Several factors may account for the correlation between increasing sea surface water temperatures and ciguatoxicity in fish. In general, tropical marine organisms live at the upper limits of their thermal tolerance. Thus, changes of two or three degrees in ambient temperature would be expected to produce marked responses in tropical marine biota. These responses are reflected in changes in respiration, metabolic rates, circulating hormones and predatory activity in a variety of fishes (Senthilkumaran and Joy 1995, Beddow et al. 1995). Elevated sea surface temperatures would also be expected to alter the growth patterns of the dinoflagellates and their associated microbial flora, vectors of the "ciguatoxins" in the ciguatera food chain (Ballantine et al. 1988, Pitcher et al. 1993, Oshima et al. 1993, Lewis et al. 1993). Increased temperatures (30°C) have been shown to reduce the toxicity and alter the symbiotic bacterial flora associated with laboratory cultured Ostreopsis lenticulars, the predominant toxic benthic dinoflagellate vector of ciguatera in the barracuda found along the southwest coast of Puerto Rico (Ashton et al. 2001). Changing environmental temperatures would be expected to have several important effects on the ciguatera food chain, namely, (1) alterations in the production and variety of toxins introduced by microbial vectors of ciguatoxicity into the barracuda and (2) modifications in the subsequent metabolism of these products in ciguatoxic fish, resulting in a variety of multiple toxins that subsequently produce complex ciguatera intoxications when transmitted to human consumers. The thermal envelope of the marine environment appears to have a broad and comprehensive effect on the changing paradigm of ciguatera in the Caribbean.

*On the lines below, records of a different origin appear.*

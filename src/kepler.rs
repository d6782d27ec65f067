use crate::constants::{Radian, DPI};

/// Default convergence tolerance on the Kepler residual `E - e·sin(E) - M`.
pub const KEPLER_TOLERANCE: f64 = 1e-10;

/// Default cap on the number of Newton iterations.
pub const KEPLER_MAX_ITERATIONS: usize = 100;

/// Returns the principal value of an angle in radians, restricted to [0, 2π).
pub fn principal_angle(a: Radian) -> Radian {
    a.rem_euclid(DPI)
}

/// Solve Kepler's equation `E - e·sin(E) = M` for the eccentric anomaly `E`.
///
/// Newton–Raphson iteration starting from `E₀ = M`, with the default tolerance
/// and iteration cap. If the cap is reached before the tolerance is met, the
/// best current estimate is returned rather than an error: the intersection
/// scan consuming this value tolerates a small positional error, so the solver
/// degrades gracefully instead of failing.
///
/// Arguments
/// ---------
/// * `mean_anomaly`: M in radians (normalized internally to [0, 2π))
/// * `eccentricity`: e in [0, 1) (elliptical orbits only)
///
/// Return
/// ------
/// * The eccentric anomaly E in radians.
pub fn solve_kepler(mean_anomaly: Radian, eccentricity: f64) -> Radian {
    solve_kepler_with(
        mean_anomaly,
        eccentricity,
        KEPLER_TOLERANCE,
        KEPLER_MAX_ITERATIONS,
    )
}

/// Same as [`solve_kepler`] with an explicit tolerance and iteration cap.
pub fn solve_kepler_with(
    mean_anomaly: Radian,
    eccentricity: f64,
    tolerance: f64,
    max_iterations: usize,
) -> Radian {
    let m = principal_angle(mean_anomaly);
    let mut ecc_anomaly = m;

    for _ in 0..max_iterations {
        let residual = ecc_anomaly - eccentricity * ecc_anomaly.sin() - m;
        if residual.abs() <= tolerance {
            break;
        }
        ecc_anomaly -= residual / (1.0 - eccentricity * ecc_anomaly.cos());
    }

    ecc_anomaly
}
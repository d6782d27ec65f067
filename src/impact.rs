//! # Impact-physics engine
//!
//! Empirical scaling laws converting impactor geometry, bulk density, and
//! impact speed into consequence metrics. Every function here is pure,
//! side-effect-free, and independent of the intersection search: each can be
//! unit-tested on bare numeric inputs.
//!
//! ## Formula set
//!
//! One canonical, internally consistent formula set is implemented:
//!
//! - Kinetic energy: `½·m·v²` joules, converted at 4.184×10¹⁵ J per megaton.
//! - Crater diameter: `0.07 · E_J^(1/3.4)` meters (Collins et al. 2005,
//!   simplified for a vertical impact under terrestrial conditions), reported
//!   in km; depth is diameter / 5 (complex-crater ratio).
//! - Seismic magnitude: Gutenberg–Richter on the energy in ergs,
//!   `(log₁₀(E_erg) − 4.8) / 1.5`.
//! - Atmospheric dust: 1 % of the impactor mass, in teragrams.
//! - Destruction radius: `C · E_Mt^(1/3)` km with a tiered coefficient per
//!   overpressure band (three destruction-severity bands, a step function by
//!   design).
//! - Tsunami height: `0.1 · √E_Mt / √d_km` meters at a given coastal distance.

use serde::Serialize;

use crate::constants::{
    Kilometer, Megaton, Meter, Teragram, ERGS_PER_JOULE, JOULES_PER_MEGATON,
};
use crate::skyfall_errors::SkyfallError;

/// Physical description of the impacting body, independent of its orbit.
#[derive(Debug, Clone, Copy, PartialEq)]
pub struct ImpactorParams {
    /// Diameter in meters, strictly positive.
    pub diameter_m: Meter,
    /// Bulk density in kg/m³, strictly positive.
    pub density_kgm3: f64,
}

impl ImpactorParams {
    /// Build validated impactor parameters.
    ///
    /// Arguments
    /// ---------
    /// * `diameter_m`: body diameter in meters, must be > 0
    /// * `density_kgm3`: bulk density in kg/m³, must be > 0
    ///
    /// Return
    /// ------
    /// * The parameter set, or [`SkyfallError::InvalidImpactorParams`].
    pub fn new(diameter_m: Meter, density_kgm3: f64) -> Result<Self, SkyfallError> {
        if !diameter_m.is_finite() || diameter_m <= 0.0 {
            return Err(SkyfallError::InvalidImpactorParams(format!(
                "diameter must be positive, got {diameter_m} m"
            )));
        }
        if !density_kgm3.is_finite() || density_kgm3 <= 0.0 {
            return Err(SkyfallError::InvalidImpactorParams(format!(
                "density must be positive, got {density_kgm3} kg/m³"
            )));
        }

        Ok(ImpactorParams {
            diameter_m,
            density_kgm3,
        })
    }

    /// Impactor mass in kg, assuming a homogeneous sphere.
    pub fn mass_kg(&self) -> f64 {
        let radius_m = self.diameter_m / 2.0;
        let volume_m3 = (4.0 / 3.0) * std::f64::consts::PI * radius_m.powi(3);
        self.density_kgm3 * volume_m3
    }
}

/// Primary consequence metrics of a single impact evaluation.
///
/// Purely derived from an `(ImpactorParams, impact speed)` pair; no persistent
/// identity.
#[derive(Debug, Clone, Copy, PartialEq, Serialize)]
pub struct ImpactConsequences {
    /// Released kinetic energy in megatons of TNT equivalent.
    pub kinetic_energy_megatons: Megaton,
    /// Final crater diameter in km.
    pub crater_diameter_km: Kilometer,
    /// Final crater depth in km.
    pub crater_depth_km: Kilometer,
    /// Richter-equivalent seismic magnitude.
    pub seismic_magnitude: f64,
}

/// Energy, crater geometry, and seismic magnitude of an impact.
///
/// Arguments
/// ---------
/// * `params`: validated impactor geometry and density
/// * `impact_speed_km_s`: impact speed in km/s
///
/// Return
/// ------
/// * The derived [`ImpactConsequences`].
pub fn kinetic_consequences(
    params: &ImpactorParams,
    impact_speed_km_s: f64,
) -> ImpactConsequences {
    let speed_ms = impact_speed_km_s * 1000.0;
    let energy_joules = 0.5 * params.mass_kg() * speed_ms.powi(2);

    let crater_diameter_km = 0.001 * 0.07 * energy_joules.powf(1.0 / 3.4);
    let energy_ergs = energy_joules * ERGS_PER_JOULE;

    ImpactConsequences {
        kinetic_energy_megatons: energy_joules / JOULES_PER_MEGATON,
        crater_diameter_km,
        crater_depth_km: crater_diameter_km / 5.0,
        seismic_magnitude: (energy_ergs.log10() - 4.8) / 1.5,
    }
}

/// Atmospheric dust mass injected by the impact, in teragrams.
///
/// Estimated as 1 % of the impactor mass.
pub fn atmospheric_dust_tg(params: &ImpactorParams) -> Teragram {
    let dust_kg = params.mass_kg() * 0.01;
    dust_kg / 1.0e9
}

/// Destruction radius at a given blast overpressure, in km.
///
/// `R = C · E^(1/3)` with the coefficient selected by a tiered lookup on the
/// requested overpressure. The three bands are inclusive on their lower bound:
/// below 10 psi → 2.2 (structural destruction), 10 to just under 20 psi → 1.7
/// (severe destruction), 20 psi and above → 1.3 (total destruction).
pub fn destruction_radius_km(energy_megatons: Megaton, overpressure_psi: f64) -> Kilometer {
    let coefficient = if overpressure_psi >= 20.0 {
        1.3
    } else if overpressure_psi >= 10.0 {
        1.7
    } else {
        2.2
    };

    coefficient * energy_megatons.powf(1.0 / 3.0)
}

/// Tsunami wave height at a given coastal distance, in meters.
///
/// `H = 0.1 · √E / √d`. A non-positive coastal distance yields a height of 0
/// rather than a division error.
pub fn tsunami_height_m(energy_megatons: Megaton, coastal_distance_km: Kilometer) -> f64 {
    if coastal_distance_km <= 0.0 {
        return 0.0;
    }

    0.1 * energy_megatons.sqrt() / coastal_distance_km.sqrt()
}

The author would like to thank Carmen de Seda and the staff of the Epidemiology Divison of the Departement of Health of the Commonwealth of Puerto Rico for providing the data on the reported number of cases of human ciguatera intoxications in Puerto Rico and Mayra Ashton for her help in the preparation of this manuscript.

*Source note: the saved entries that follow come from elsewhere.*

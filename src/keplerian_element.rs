//! # Keplerian orbital elements
//!
//! This module defines the [`KeplerianElements`] struct, the **classical orbital
//! element representation** used as input for propagation and the Earth-intersection
//! search.
//!
//! ## What are Keplerian elements?
//!
//! The six Keplerian elements are:
//!
//! 1. **a** – Semi-major axis (AU)
//! 2. **e** – Eccentricity (unitless)
//! 3. **i** – Inclination (degrees)
//! 4. **Ω** – Longitude of ascending node (degrees)
//! 5. **ω** – Argument of perihelion (degrees)
//! 6. **M₀** – Mean anomaly at epoch (degrees)
//!
//! Together these fully describe an elliptical orbit under the two-body
//! approximation, relative to the epoch of the element set.
//!
//! ## Units
//!
//! - Lengths: **AU**
//! - Angles: **degrees** (converted to radians by the propagation layer)
//!
//! ## Validation
//!
//! [`KeplerianElements::new`] rejects non-positive semi-major axes and
//! eccentricities outside `[0, 1)` before any numeric routine runs. This is a
//! precondition of the propagator, which itself never fails.
//!
//! ## See also
//!
//! - [`crate::propagation`] – heliocentric position/velocity from these elements.
//! - [`crate::intersection`] – the Earth closest-approach search.

use std::fmt;

use crate::constants::Degree;
use crate::skyfall_errors::SkyfallError;

/// Keplerian orbital elements (osculating, two-body, elliptical).
///
/// Immutable once constructed; owned by the caller for the duration of a single
/// propagation or search.
#[derive(Debug, PartialEq, Clone)]
pub struct KeplerianElements {
    /// Semi-major axis in AU, strictly positive.
    pub semi_major_axis: f64,
    /// Eccentricity in [0, 1).
    pub eccentricity: f64,
    /// Inclination in degrees.
    pub inclination: Degree,
    /// Longitude of the ascending node Ω in degrees.
    pub ascending_node_longitude: Degree,
    /// Argument of perihelion ω in degrees.
    pub perihelion_argument: Degree,
    /// Mean anomaly at epoch M₀ in degrees.
    pub mean_anomaly: Degree,
}

impl KeplerianElements {
    /// Build a validated element set.
    ///
    /// Arguments
    /// ---------
    /// * `semi_major_axis`: a in AU, must be > 0
    /// * `eccentricity`: e, must lie in [0, 1) (elliptical orbits only)
    /// * `inclination`: i in degrees
    /// * `ascending_node_longitude`: Ω in degrees
    /// * `perihelion_argument`: ω in degrees
    /// * `mean_anomaly`: M₀ in degrees
    ///
    /// Return
    /// ------
    /// * The element set, or [`SkyfallError::InvalidOrbitalElements`] when a
    ///   precondition is violated.
    pub fn new(
        semi_major_axis: f64,
        eccentricity: f64,
        inclination: Degree,
        ascending_node_longitude: Degree,
        perihelion_argument: Degree,
        mean_anomaly: Degree,
    ) -> Result<Self, SkyfallError> {
        if !semi_major_axis.is_finite() || semi_major_axis <= 0.0 {
            return Err(SkyfallError::InvalidOrbitalElements(format!(
                "semi-major axis must be positive, got {semi_major_axis} AU"
            )));
        }
        if !eccentricity.is_finite() || !(0.0..1.0).contains(&eccentricity) {
            return Err(SkyfallError::InvalidOrbitalElements(format!(
                "eccentricity must lie in [0, 1), got {eccentricity}"
            )));
        }

        Ok(KeplerianElements {
            semi_major_axis,
            eccentricity,
            inclination,
            ascending_node_longitude,
            perihelion_argument,
            mean_anomaly,
        })
    }
}

impl fmt::Display for KeplerianElements {
    fn fmt(&self, f: &mut fmt::Formatter<'_>) -> fmt::Result {
        writeln!(f, "Keplerian Elements")?;
        writeln!(f, "-------------------------------------------")?;
        writeln!(
            f,
            "  a   (semi-major axis)       = {:.6} AU",
            self.semi_major_axis
        )?;
        writeln!(
            f,
            "  e   (eccentricity)          = {:.6}",
            self.eccentricity
        )?;
        writeln!(
            f,
            "  i   (inclination)           = {:.6}°",
            self.inclination
        )?;
        writeln!(
            f,
            "  Ω   (longitude of node)     = {:.6}°",
            self.ascending_node_longitude
        )?;
        writeln!(
            f,
            "  ω   (argument of perihelion)= {:.6}°",
            self.perihelion_argument
        )?;
        writeln!(f, "  M₀  (mean anomaly)          = {:.6}°", self.mean_anomaly)
    }
}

Pruebas de ciguatoxicidad en la gran barracuda, Sphyraena barracuda y la cantidad de dinoflagelados bentónicos tóxicos en los arrecifes de la costa están correlacionados con el número de casos de intoxicaciones por ciguatera en humanos, en Puerto Rico. Estos hechos fueron utilizados para construir un modelo que fue formulado con la información recopilada durante el período de 1985- 1988. La validez de este modelo propuesto ha sido cuestionada debido a la información recientemente obtenida durante el período 1990-2000. La ciguatoxicidad en la barracuda ya no demostraba una marcada asociación con las temporadas mientras que la cantidad de barracuda ciguatóxica capturada al azar tuvo un aumento significativo durante este período. Estos dos cambios estuvieron acompañados por el descubrimiento de que peces ciguatóxicos contienen una gran variedad de toxinas que parecen

estar relacionadas con los períodos de elevadas temperaturas en la superficie del mar. Estas temperaturas continúan aumentando de manera que a su vez continúan en un aumento estable en esta región.